Людвиг печально опустил голову.

— А я-то думал, что мне удастся прожить без того, чтобы твердить: «Конечно, ваше сиятельство! Разумеется, ваше высочество!»

— Может быть, со временем так и будет. Но сейчас — нет!

— Но уж лакейскую ливрею я не надену никогда! — решительно заявил Бетховен.

— Лихновский и не потребует этого от вас. Он позаботится, чтобы вы не чувствовали себя униженным. Но все-таки, мой молодой друг, вы пока еще не вправе держать голову слишком высоко. Немного смирения вам не повредит.

— Дорогой маэстро, я всегда испытывал чувство стыда, когда вынужден был облекаться в зеленый фрак, отороченный золотом, и пудрить волосы согласно предписанию. Скажите, какое же различие тогда между слугой и художником?

— Я уже говорил, что различие должно образоваться усилиями самого художника.

— А я хотел бы жить в мире, где все люди равны, — сказал Людвиг, и в голосе его слышалась горечь.

— Кто бы не хотел жить в таком мире? — живо согласился Гайдн. — Может быть, это когда-нибудь и будет. Через столетия, не раньше. А пока мы должны быть благодарны людям, дающим нам, музыкантам, средства к существованию.

Бетховену было горько, что в первую же встречу со своим учителем он не находит с ним общего языка, но все же он решительно вскинул голову:

— Я не из тех, кого называют неблагодарными, маэстро! Я с любовью вспоминаю каждого, кто когда-нибудь сказал мне доброе слово в тяжелую минуту. Но почему я должен быть благодарным богачу, для которого играю в то время, когда он обедает и ужинает? Я отдаю ему свое искусство, он мне платит. Еще вопрос, кто кому обязан больше!

— Вы предубеждены против знати. И все же мы бы не могли существовать без нее. Господь бог сам создал эту лесенку, на вершине которой стоит император, ниже знать и потом, там где-то внизу, все остальные, до последнего нищего.

— Простите, маэстро, я думаю, что эта лесенка создана не богом, а людьми. Это видно хотя бы из того, что французы ее спокойно сломали, а короля и князей с верхних ступенек спустили.

— О, не говорите мне о Франции! Там знать и король забыли, что обязаны быть защитниками простого человека. Теперь они несут за это кару. Не люблю разговоров о революции! От одного этого слова меня охватывает ужас. Оно означает кровь, разбой…

— Я видел французские революционные войска. Они вели себя в немецких землях вполне пристойно.

— Где же вы их видели? — заинтересовался Гайдн.

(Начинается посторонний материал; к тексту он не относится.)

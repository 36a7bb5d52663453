use anyhow::{Context, Result};
use camino::Utf8Path;
use std::fs;
use tracing_appender::non_blocking::WorkerGuard;
use tracing_appender::rolling;
use tracing_subscriber::filter::LevelFilter;
use tracing_subscriber::{EnvFilter, Layer, layer::SubscriberExt, util::SubscriberInitExt};

/// Level filter for the whole subscriber
fn env_filter(debug_mode: bool) -> EnvFilter {
    if debug_mode {
        EnvFilter::new("debug")
    } else {
        EnvFilter::new("info")
    }
}

/// Setup logging with a daily rotating file appender.
///
/// Log files are named `<log_prefix>.<date>` inside `log_dir`. With
/// `console_output`, warnings and errors are also printed to stderr (all
/// events in debug mode) so they do not interleave with the status lines on
/// stdout.
///
/// # Returns
/// A guard that must be held for the duration of the program to keep logging active
pub fn setup_logging(
    log_dir: &Utf8Path,
    log_prefix: &str,
    debug_mode: bool,
    console_output: bool,
) -> Result<WorkerGuard> {
    if !log_dir.exists() {
        fs::create_dir_all(log_dir)
            .with_context(|| format!("Failed to create log directory: {}", log_dir))?;
    }

    let file_appender = rolling::daily(log_dir, log_prefix);
    let (non_blocking, guard) = tracing_appender::non_blocking(file_appender);

    let file_layer = tracing_subscriber::fmt::layer()
        .with_writer(non_blocking)
        .with_ansi(false)
        .with_target(true)
        .with_thread_ids(true)
        .with_file(true)
        .with_line_number(true);

    let console_layer = console_output.then(|| {
        let level = if debug_mode {
            LevelFilter::DEBUG
        } else {
            LevelFilter::WARN
        };
        tracing_subscriber::fmt::layer()
            .with_writer(std::io::stderr)
            .with_ansi(true)
            .with_target(false)
            .with_filter(level)
    });

    tracing_subscriber::registry()
        .with(env_filter(debug_mode))
        .with(file_layer)
        .with(console_layer)
        .try_init()
        .context("Logging is already initialized")?;

    tracing::info!(
        "Logging initialized: dir={}, prefix={}, debug={}, console={}",
        log_dir,
        log_prefix,
        debug_mode,
        console_output
    );

    Ok(guard)
}
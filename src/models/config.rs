use crate::models::RuleSet;
use serde::{Deserialize, Serialize};

/// User configuration from DocFlow Config.yaml
///
/// Contains tuning knobs and defaults for the three batch jobs.
#[derive(Debug, Clone, Default, Serialize, Deserialize)]
pub struct UserConfig {
    #[serde(default)]
    pub settings: DocFlowSettings,
}

#[derive(Debug, Clone, Serialize, Deserialize)]
#[serde(default)]
pub struct DocFlowSettings {
    /// Worker pool size; 0 means host parallelism
    pub max_workers: usize,

    /// Upper bound for one DOCX → PDF conversion
    pub conversion_timeout_secs: u64,

    /// LibreOffice executable used for conversions
    pub soffice_path: String,

    /// Root for per-task temporary folders; empty means the system temp dir
    pub temp_dir: String,

    /// Separator between the invoice key and the rest of a document name
    pub key_separator: String,

    /// Only process files whose name contains this text (empty = all)
    pub name_filter: String,

    pub debug_mode: bool,

    pub log_dir: String,

    pub font: FontSettings,
}

impl Default for DocFlowSettings {
    fn default() -> Self {
        Self {
            max_workers: 0,
            conversion_timeout_secs: 120,
            soffice_path: "soffice".to_string(),
            temp_dir: String::new(),
            key_separator: " - ".to_string(),
            name_filter: String::new(),
            debug_mode: false,
            log_dir: "logs".to_string(),
            font: FontSettings::default(),
        }
    }
}

impl DocFlowSettings {
    /// Resolved worker pool size (never zero)
    pub fn pool_size(&self) -> usize {
        if self.max_workers > 0 {
            self.max_workers
        } else {
            std::thread::available_parallelism()
                .map(|n| n.get())
                .unwrap_or(1)
        }
    }

    /// The name filter, or None when it is blank
    pub fn name_filter(&self) -> Option<&str> {
        let filter = self.name_filter.trim();
        (!filter.is_empty()).then_some(filter)
    }
}

/// Target font for the font normalization job
#[derive(Debug, Clone, PartialEq, Serialize, Deserialize)]
#[serde(default)]
pub struct FontSettings {
    pub family: String,
    pub body_size_pt: f32,
    pub footer_size_pt: f32,
}

impl Default for FontSettings {
    fn default() -> Self {
        Self {
            family: "Calibri".to_string(),
            body_size_pt: 12.0,
            footer_size_pt: 8.0,
        }
    }
}

impl FontSettings {
    /// Body size in WordprocessingML half-points
    pub fn body_half_points(&self) -> u32 {
        to_half_points(self.body_size_pt)
    }

    /// Footer size in WordprocessingML half-points
    pub fn footer_half_points(&self) -> u32 {
        to_half_points(self.footer_size_pt)
    }
}

fn to_half_points(size_pt: f32) -> u32 {
    (size_pt * 2.0).round().max(1.0) as u32
}

/// Replacement rule table from DocFlow Rules.yaml
#[derive(Debug, Clone, Default, Serialize, Deserialize)]
pub struct RulesConfig {
    #[serde(default)]
    pub rules: RuleSet,
}
//! Property tests for file name rewriting and output name planning

use camino::Utf8PathBuf;
use docflow::models::{ReplacementRule, RuleSet};
use docflow::services::{ConflictReason, plan_renames, target_name};
use proptest::prelude::*;
use std::collections::HashSet;

/// Rule sets whose old texts (letters a-c) never appear in new texts
/// (letters x-z) and whose new texts are never empty, so no substitution can
/// produce or join text into another match
fn non_cascading_rules() -> impl Strategy<Value = RuleSet> {
    prop::collection::vec(("[abc]{1,3}", "[xyz]{1,3}"), 0..5).prop_map(|pairs| {
        let mut rules = RuleSet::new();
        for (old, new) in pairs {
            if let Ok(rule) = ReplacementRule::new(old, new) {
                // Duplicates are rejected; skipping them keeps the set valid
                let _ = rules.add(rule);
            }
        }
        rules
    })
}

fn any_rules() -> impl Strategy<Value = RuleSet> {
    prop::collection::vec(("[a-d]{1,3}", "[a-d]{0,3}"), 0..5).prop_map(|pairs| {
        let mut rules = RuleSet::new();
        for (old, new) in pairs {
            if let Ok(rule) = ReplacementRule::new(old, new) {
                let _ = rules.add(rule);
            }
        }
        rules
    })
}

proptest! {
    #[test]
    fn prop_idempotent_without_cascades(
        rules in non_cascading_rules(),
        name in "[abcxyz ]{0,16}\\.docx",
    ) {
        prop_assert!(rules.cascade_conflicts().is_empty());
        let once = target_name(&name, &rules);
        let twice = target_name(&once, &rules);
        prop_assert_eq!(once, twice);
    }

    #[test]
    fn prop_deterministic(rules in any_rules(), name in "[a-d ]{0,16}\\.docx") {
        prop_assert_eq!(target_name(&name, &rules), target_name(&name, &rules));
    }

    #[test]
    fn prop_planned_outputs_are_unique(
        rules in any_rules(),
        names in prop::collection::btree_set("[a-d]{1,6}\\.docx", 1..20),
    ) {
        let sources: Vec<Utf8PathBuf> = names
            .iter()
            .map(|name| Utf8PathBuf::from(format!("in/{name}")))
            .collect();
        let plan = plan_renames(&sources, &rules);

        // Every source is either renamed or reported
        prop_assert_eq!(plan.renames.len() + plan.conflicts.len(), sources.len());

        let mut seen = HashSet::new();
        for rename in &plan.renames {
            prop_assert!(seen.insert(rename.output_name.to_lowercase()));
        }
        for conflict in &plan.conflicts {
            if let ConflictReason::Collision { .. } = conflict.reason {
                prop_assert!(seen.contains(&conflict.output_name.to_lowercase()));
            }
        }
    }
}
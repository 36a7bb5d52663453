use super::executor::{TaskContext, TaskExecutor};
use super::plan::BatchPlan;
use crate::error::{SetupError, TaskError};
use crate::metrics::Metrics;
use crate::models::{BatchReport, BatchSummary, FileTask, JobKind, ProcessingResult, ProgressKey};
use crate::progress::{BatchEvent, ProgressReporter};
use std::sync::Arc;
use std::sync::atomic::{AtomicUsize, Ordering};
use std::time::{Duration, Instant};
use tokio::sync::{Semaphore, watch};

/// Fans planned tasks out over a bounded worker pool.
///
/// Every task is spawned up front and waits for a semaphore permit, so a
/// cancellation request reaches queued tasks immediately instead of after
/// the running ones finish. Each planned entry yields exactly one
/// [`ProcessingResult`]; a task error or panic only fails that task.
pub struct BatchOrchestrator {
    executor: TaskExecutor,
    pool_size: usize,
    reporter: ProgressReporter,
    metrics: Arc<Metrics>,
    cancel_rx: watch::Receiver<bool>,
}

impl BatchOrchestrator {
    pub fn new(
        executor: TaskExecutor,
        pool_size: usize,
        reporter: ProgressReporter,
        cancel_rx: watch::Receiver<bool>,
    ) -> Self {
        Self {
            executor,
            pool_size: pool_size.max(1),
            reporter,
            metrics: Arc::new(Metrics::new()),
            cancel_rx,
        }
    }

    pub fn with_metrics(mut self, metrics: Arc<Metrics>) -> Self {
        self.metrics = metrics;
        self
    }

    pub fn metrics(&self) -> &Arc<Metrics> {
        &self.metrics
    }

    pub fn pool_size(&self) -> usize {
        self.pool_size
    }

    /// Run every task of `plan` and collect the results.
    ///
    /// Fails before submitting anything when a combine batch cannot reach
    /// its converter.
    pub async fn run(&self, plan: BatchPlan) -> Result<BatchReport, SetupError> {
        if plan.kind == JobKind::InvoiceMerge && !plan.tasks.is_empty() {
            self.executor
                .converter()
                .ensure_available()
                .await
                .map_err(SetupError::ServiceUnavailable)?;
        }

        let total = plan.total();
        tracing::info!(
            "Starting {} batch: {} tasks, {} rejected, pool size {}",
            plan.kind,
            plan.tasks.len(),
            plan.rejected.len(),
            self.pool_size
        );
        self.reporter.send(BatchEvent::BatchStarted {
            kind: plan.kind,
            total,
        });

        let finisher = Arc::new(Finisher {
            reporter: self.reporter.clone(),
            metrics: Arc::clone(&self.metrics),
            completed: AtomicUsize::new(0),
            total,
        });

        let mut results = Vec::with_capacity(total);
        for rejected in plan.rejected {
            tracing::warn!(
                "{} rejected: {}",
                rejected.source_path,
                rejected.error.as_deref().unwrap_or("unknown error")
            );
            finisher.finish(&rejected);
            results.push(rejected);
        }

        let semaphore = Arc::new(Semaphore::new(self.pool_size));
        let mut handles = Vec::with_capacity(plan.tasks.len());

        for task in plan.tasks {
            let ctx = TaskContext::new(self.reporter.for_task(task.id), self.cancel_rx.clone());
            let worker = Worker {
                executor: self.executor.clone(),
                semaphore: Arc::clone(&semaphore),
                cancel_rx: self.cancel_rx.clone(),
                finisher: Arc::clone(&finisher),
            };
            let spawned = task.clone();
            let handle = tokio::spawn(async move { worker.run(spawned, ctx).await });
            handles.push((task, handle));
        }

        for (task, handle) in handles {
            let result = match handle.await {
                Ok(result) => result,
                Err(e) => {
                    tracing::error!("Task {} ({}) panicked: {}", task.id, task.source_name(), e);
                    let result = ProcessingResult::failure(
                        &task,
                        TaskError::Worker(e.to_string()),
                        Duration::ZERO,
                    );
                    self.reporter.progress(ProgressKey::Task(task.id), 100);
                    finisher.finish(&result);
                    result
                }
            };
            results.push(result);
        }

        let summary = BatchSummary::from_results(&results);
        tracing::info!("{} batch finished: {}", plan.kind, summary);
        self.reporter.send(BatchEvent::BatchFinished(summary));

        Ok(BatchReport {
            kind: plan.kind,
            results,
            unmatched_generated: plan.unmatched_generated,
            unmatched_invoices: plan.unmatched_invoices,
        })
    }
}

/// Publishes a finished entry and the batch progress it implies
struct Finisher {
    reporter: ProgressReporter,
    metrics: Arc<Metrics>,
    completed: AtomicUsize,
    total: usize,
}

impl Finisher {
    fn finish(&self, result: &ProcessingResult) {
        if result.is_success() {
            self.metrics.record_task_succeeded(result.duration);
        } else {
            self.metrics.record_task_failed(result.duration);
        }

        self.reporter.send(BatchEvent::TaskFinished(result.clone()));

        let completed = self.completed.fetch_add(1, Ordering::SeqCst) + 1;
        let percent = (completed * 100 / self.total.max(1)).min(100) as u8;
        self.reporter.progress(ProgressKey::Batch, percent);
    }
}

/// Everything one spawned task owns
struct Worker {
    executor: TaskExecutor,
    semaphore: Arc<Semaphore>,
    cancel_rx: watch::Receiver<bool>,
    finisher: Arc<Finisher>,
}

impl Worker {
    async fn run(mut self, task: FileTask, ctx: TaskContext) -> ProcessingResult {
        let start = Instant::now();
        let outcome = self.process(&task, &ctx).await;
        let duration = start.elapsed();

        let result = match outcome {
            Ok(()) => {
                tracing::info!(
                    "Task {} done: {} -> {} in {:.2}s",
                    task.id,
                    task.source_name(),
                    task.output_name,
                    duration.as_secs_f32()
                );
                ProcessingResult::success(&task, duration)
            }
            Err(e @ TaskError::Cancelled(_)) => {
                tracing::warn!("Task {} cancelled: {}", task.id, task.source_name());
                self.finisher.metrics.record_task_cancelled();
                ProcessingResult::failure(&task, e, duration)
            }
            Err(e) => {
                tracing::error!("Task {} failed: {}: {}", task.id, task.source_name(), e);
                ProcessingResult::failure(&task, e, duration)
            }
        };

        ctx.report(100);
        self.finisher.finish(&result);
        result
    }

    async fn process(&mut self, task: &FileTask, ctx: &TaskContext) -> Result<(), TaskError> {
        let name = task.source_name();
        ctx.check_cancelled(name)?;

        let _permit = tokio::select! {
            permit = self.semaphore.acquire() => {
                permit.map_err(|e| TaskError::Worker(e.to_string()))?
            }
            _ = cancelled(&mut self.cancel_rx) => {
                return Err(TaskError::Cancelled(name.to_string()));
            }
        };
        ctx.check_cancelled(name)?;

        tracing::debug!("Task {} started: {}", task.id, name);
        ctx.report(0);
        self.executor.execute(task, ctx).await
    }
}

/// Resolves once cancellation is requested; never resolves if the sender is gone
async fn cancelled(rx: &mut watch::Receiver<bool>) {
    loop {
        if *rx.borrow_and_update() {
            return;
        }
        if rx.changed().await.is_err() {
            std::future::pending::<()>().await;
        }
    }
}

— Я ехал через области, занятые французскими войсками. И слышал, как они пели новую революционную песню. Называется «Марсельеза». Необыкновенная вещь, маэстро! Каждая нота в ней полна огня!

— Вы могли бы мне ее сыграть?

— С радостью! — Людвиг уселся к роялю, и тотчас зазвучал, вероятно впервые в Вене, атакующий гимн революции, Пианист подпевал вполголоса, по с большим воодушевлением.

— Прекрасная мелодия, — одобрительно отозвался Гайдн.

— Говорят, что с этой песней французы одержали победу у Вальми, а пруссаки бежали от нее.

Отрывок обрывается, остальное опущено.